Segment Open

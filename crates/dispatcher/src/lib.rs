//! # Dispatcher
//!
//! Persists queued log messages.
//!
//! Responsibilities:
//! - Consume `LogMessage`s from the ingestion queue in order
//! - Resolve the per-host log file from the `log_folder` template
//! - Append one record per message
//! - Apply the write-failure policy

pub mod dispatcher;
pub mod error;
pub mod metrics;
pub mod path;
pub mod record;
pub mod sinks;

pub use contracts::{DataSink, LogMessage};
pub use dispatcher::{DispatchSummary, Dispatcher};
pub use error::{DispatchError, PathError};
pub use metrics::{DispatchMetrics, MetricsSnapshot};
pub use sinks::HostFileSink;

Segment Closed
Segment Open

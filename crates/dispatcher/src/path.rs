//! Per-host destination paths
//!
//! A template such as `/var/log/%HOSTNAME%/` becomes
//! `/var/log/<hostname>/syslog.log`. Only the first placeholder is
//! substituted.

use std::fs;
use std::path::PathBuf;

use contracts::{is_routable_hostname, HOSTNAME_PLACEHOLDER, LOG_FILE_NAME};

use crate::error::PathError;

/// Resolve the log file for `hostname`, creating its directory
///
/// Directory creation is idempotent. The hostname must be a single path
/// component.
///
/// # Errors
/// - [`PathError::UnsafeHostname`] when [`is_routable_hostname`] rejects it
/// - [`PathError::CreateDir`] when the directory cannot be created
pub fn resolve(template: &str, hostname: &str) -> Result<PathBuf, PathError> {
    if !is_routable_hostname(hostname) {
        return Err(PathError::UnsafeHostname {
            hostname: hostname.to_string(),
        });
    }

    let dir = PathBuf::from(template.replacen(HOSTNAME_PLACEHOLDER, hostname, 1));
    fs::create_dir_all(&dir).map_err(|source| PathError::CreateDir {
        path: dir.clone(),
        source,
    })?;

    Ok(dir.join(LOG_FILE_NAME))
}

Segment Closed
Segment Open

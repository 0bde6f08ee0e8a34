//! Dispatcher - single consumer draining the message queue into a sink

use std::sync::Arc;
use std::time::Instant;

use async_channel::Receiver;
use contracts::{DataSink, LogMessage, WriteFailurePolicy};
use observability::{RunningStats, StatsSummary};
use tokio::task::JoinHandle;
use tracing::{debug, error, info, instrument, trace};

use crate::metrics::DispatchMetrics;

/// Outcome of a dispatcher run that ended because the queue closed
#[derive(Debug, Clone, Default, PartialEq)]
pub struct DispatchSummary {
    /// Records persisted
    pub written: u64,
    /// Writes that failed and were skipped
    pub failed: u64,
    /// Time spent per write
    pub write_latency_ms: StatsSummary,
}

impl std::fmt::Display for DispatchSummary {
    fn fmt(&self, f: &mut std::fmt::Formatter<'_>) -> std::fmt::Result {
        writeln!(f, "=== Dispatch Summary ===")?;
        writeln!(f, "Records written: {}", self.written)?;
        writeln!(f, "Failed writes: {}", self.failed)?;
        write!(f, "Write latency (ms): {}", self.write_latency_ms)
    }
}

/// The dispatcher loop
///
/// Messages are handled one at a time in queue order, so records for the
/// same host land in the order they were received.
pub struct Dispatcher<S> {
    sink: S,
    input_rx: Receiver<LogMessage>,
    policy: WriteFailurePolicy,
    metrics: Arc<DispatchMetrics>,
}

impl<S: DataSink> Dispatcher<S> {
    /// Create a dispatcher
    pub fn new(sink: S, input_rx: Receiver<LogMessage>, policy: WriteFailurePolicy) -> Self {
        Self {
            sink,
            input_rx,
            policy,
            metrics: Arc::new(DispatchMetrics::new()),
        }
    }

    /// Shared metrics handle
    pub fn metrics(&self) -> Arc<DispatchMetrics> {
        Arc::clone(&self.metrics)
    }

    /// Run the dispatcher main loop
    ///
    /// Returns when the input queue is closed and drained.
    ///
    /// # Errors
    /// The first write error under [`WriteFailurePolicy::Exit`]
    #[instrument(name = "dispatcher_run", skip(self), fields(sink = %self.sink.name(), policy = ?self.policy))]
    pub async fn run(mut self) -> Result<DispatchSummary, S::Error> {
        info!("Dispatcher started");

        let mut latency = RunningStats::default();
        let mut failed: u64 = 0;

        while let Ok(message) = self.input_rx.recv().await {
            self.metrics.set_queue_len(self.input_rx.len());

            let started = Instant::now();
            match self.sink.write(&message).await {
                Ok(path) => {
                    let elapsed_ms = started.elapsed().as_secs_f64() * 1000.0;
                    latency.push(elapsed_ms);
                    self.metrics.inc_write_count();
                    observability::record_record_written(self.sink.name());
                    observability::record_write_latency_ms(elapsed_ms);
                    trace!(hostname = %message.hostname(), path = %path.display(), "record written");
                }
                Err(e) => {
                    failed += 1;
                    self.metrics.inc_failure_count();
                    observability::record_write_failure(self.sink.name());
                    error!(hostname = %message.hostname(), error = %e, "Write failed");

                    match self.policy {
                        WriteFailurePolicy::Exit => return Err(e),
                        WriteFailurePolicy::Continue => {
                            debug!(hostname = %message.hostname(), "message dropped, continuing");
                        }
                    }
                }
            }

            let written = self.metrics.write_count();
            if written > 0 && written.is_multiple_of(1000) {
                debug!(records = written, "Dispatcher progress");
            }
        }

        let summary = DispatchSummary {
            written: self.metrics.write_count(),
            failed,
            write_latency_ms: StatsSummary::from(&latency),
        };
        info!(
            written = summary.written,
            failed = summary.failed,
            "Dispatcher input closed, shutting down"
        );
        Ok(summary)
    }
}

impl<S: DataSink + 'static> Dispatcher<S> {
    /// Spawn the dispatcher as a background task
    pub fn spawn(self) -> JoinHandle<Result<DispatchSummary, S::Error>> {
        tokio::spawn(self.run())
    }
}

Segment Closed

Instructions for the task →
Which lines of the records above contain the word "tokio"? Report each one in full.

Output →
use tokio::task::JoinHandle;
        tokio::spawn(self.run())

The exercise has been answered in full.